*** Opening DATA PROVIDED ***

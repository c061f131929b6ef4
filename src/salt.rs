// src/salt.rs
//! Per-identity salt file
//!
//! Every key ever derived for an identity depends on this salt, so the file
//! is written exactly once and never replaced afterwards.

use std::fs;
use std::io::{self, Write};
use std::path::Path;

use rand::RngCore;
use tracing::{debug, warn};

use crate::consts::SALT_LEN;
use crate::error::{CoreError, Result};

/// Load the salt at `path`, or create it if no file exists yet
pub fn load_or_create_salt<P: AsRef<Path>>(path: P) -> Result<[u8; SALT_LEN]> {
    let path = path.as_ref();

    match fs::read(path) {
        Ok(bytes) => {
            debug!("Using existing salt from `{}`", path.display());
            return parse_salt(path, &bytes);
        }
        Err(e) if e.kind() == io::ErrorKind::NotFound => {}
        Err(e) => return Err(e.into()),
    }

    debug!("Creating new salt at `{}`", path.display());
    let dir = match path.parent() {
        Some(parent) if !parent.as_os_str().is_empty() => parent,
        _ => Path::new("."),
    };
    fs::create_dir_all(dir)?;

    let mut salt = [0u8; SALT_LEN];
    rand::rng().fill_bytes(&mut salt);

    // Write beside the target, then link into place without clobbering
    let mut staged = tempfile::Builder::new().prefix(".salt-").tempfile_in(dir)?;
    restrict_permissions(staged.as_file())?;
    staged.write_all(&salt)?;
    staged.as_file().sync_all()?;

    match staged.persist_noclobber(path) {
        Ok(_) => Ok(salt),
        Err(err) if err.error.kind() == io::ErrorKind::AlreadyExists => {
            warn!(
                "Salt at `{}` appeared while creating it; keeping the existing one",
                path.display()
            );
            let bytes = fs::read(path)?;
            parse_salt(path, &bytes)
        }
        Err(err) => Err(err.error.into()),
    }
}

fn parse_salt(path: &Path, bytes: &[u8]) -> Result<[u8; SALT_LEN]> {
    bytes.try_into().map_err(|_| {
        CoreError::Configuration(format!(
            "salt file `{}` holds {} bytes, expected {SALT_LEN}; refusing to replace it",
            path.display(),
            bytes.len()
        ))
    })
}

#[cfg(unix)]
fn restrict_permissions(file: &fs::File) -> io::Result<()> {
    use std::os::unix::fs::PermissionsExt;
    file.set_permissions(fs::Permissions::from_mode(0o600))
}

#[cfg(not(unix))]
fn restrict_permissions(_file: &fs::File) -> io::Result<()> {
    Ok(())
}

*** Closing DATA PROVIDED ***
*** Opening DATA PROVIDED ***

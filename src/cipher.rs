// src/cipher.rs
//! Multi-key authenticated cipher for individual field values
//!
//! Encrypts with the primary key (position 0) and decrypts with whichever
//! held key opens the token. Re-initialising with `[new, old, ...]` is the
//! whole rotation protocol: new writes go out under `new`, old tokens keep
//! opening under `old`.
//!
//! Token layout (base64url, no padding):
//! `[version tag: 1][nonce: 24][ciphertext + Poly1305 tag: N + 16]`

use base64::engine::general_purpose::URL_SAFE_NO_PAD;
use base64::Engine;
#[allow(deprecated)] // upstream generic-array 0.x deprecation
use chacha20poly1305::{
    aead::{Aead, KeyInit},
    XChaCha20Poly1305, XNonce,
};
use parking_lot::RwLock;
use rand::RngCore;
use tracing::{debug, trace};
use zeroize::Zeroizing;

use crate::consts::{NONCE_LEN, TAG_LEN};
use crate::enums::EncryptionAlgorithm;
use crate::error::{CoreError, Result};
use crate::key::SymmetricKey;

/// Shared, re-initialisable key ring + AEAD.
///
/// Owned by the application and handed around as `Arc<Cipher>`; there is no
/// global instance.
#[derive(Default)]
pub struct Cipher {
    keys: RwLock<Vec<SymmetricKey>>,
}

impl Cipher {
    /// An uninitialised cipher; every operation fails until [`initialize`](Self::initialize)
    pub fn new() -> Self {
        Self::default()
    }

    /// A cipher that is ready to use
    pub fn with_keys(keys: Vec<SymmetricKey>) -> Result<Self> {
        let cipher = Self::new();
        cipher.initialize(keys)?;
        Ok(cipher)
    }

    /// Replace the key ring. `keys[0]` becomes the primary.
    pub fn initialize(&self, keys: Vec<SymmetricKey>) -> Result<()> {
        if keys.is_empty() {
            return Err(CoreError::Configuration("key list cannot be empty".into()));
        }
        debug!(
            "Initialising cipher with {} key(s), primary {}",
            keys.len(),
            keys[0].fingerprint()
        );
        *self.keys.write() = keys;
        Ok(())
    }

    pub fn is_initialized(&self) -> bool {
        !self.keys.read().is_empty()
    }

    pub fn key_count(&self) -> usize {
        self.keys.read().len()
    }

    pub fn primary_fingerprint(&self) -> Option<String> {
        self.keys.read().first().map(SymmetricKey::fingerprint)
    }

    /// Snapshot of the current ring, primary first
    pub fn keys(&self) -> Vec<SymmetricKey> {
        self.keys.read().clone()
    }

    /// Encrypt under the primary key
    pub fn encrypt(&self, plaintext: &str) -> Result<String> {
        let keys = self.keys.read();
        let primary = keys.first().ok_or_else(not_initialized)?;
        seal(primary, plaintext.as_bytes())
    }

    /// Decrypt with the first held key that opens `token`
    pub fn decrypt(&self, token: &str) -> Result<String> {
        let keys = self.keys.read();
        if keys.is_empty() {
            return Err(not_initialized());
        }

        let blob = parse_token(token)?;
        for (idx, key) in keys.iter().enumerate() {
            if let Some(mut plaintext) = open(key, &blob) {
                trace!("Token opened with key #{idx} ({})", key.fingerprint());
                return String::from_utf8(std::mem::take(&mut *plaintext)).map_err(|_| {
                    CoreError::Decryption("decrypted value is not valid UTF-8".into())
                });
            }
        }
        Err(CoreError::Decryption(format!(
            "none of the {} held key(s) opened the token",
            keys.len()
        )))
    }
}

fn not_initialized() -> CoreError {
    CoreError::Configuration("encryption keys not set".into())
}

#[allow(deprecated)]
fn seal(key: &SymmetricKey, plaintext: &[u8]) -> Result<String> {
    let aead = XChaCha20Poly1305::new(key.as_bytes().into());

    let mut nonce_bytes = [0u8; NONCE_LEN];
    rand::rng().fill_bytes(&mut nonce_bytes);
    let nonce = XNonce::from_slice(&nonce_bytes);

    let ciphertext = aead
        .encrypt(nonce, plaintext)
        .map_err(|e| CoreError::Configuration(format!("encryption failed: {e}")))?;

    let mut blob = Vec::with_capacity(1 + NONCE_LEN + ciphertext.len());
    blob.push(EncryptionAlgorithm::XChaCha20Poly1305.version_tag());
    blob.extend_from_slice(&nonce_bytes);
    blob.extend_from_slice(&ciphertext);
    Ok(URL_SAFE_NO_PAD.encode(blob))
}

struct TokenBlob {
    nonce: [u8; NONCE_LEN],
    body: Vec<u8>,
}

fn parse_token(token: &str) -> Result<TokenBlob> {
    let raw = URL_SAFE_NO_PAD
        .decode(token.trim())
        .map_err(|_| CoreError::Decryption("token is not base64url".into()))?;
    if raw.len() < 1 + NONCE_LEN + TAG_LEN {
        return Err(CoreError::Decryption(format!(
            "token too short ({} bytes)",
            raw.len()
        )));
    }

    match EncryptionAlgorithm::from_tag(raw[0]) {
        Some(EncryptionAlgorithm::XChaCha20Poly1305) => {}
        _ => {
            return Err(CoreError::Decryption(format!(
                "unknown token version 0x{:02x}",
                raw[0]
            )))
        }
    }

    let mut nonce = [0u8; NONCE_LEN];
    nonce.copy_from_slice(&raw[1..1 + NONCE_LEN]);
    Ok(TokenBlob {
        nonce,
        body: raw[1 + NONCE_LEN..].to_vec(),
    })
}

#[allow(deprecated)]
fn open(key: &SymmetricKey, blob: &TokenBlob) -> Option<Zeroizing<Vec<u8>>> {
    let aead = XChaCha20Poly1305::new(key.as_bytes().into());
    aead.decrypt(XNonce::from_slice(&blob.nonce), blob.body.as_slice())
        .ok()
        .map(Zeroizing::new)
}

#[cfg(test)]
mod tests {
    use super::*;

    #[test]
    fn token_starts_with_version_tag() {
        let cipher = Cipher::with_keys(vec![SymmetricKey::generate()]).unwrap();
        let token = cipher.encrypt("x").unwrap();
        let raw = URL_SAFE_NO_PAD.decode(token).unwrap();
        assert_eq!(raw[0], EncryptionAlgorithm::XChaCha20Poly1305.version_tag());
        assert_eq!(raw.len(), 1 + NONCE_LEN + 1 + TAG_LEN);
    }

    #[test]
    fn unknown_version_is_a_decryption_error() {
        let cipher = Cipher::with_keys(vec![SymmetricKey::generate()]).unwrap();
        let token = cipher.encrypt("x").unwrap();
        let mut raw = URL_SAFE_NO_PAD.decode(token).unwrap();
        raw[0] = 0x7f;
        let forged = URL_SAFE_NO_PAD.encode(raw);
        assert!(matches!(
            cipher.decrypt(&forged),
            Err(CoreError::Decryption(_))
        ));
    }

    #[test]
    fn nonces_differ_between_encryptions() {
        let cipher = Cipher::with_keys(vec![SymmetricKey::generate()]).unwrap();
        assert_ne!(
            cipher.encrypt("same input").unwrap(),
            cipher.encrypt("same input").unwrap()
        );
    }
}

*** Closing DATA PROVIDED ***
*** Opening DATA PROVIDED ***

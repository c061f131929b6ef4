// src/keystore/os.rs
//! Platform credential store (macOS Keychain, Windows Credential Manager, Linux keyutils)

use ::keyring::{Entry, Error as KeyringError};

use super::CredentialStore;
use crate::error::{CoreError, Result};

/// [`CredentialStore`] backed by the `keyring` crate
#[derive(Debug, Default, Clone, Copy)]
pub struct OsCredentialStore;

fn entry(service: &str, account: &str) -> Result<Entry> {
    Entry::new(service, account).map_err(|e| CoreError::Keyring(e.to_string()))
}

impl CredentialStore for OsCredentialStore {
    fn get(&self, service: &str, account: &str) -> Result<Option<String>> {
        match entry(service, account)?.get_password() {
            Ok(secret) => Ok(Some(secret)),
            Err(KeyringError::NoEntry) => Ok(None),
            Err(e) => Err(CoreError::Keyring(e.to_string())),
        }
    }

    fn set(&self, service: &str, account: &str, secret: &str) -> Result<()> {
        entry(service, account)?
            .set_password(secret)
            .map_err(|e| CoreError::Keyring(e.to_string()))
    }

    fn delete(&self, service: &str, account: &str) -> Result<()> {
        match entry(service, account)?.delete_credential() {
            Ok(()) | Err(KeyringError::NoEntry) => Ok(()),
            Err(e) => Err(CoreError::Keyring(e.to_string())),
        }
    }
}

*** Closing DATA PROVIDED ***

WORK TO COMPLETE: Please report every line in the entries above that holds the string "consts".

SOLUTION FOR THIS EXERCISE:
use crate::consts::SALT_LEN;
use crate::consts::{NONCE_LEN, TAG_LEN};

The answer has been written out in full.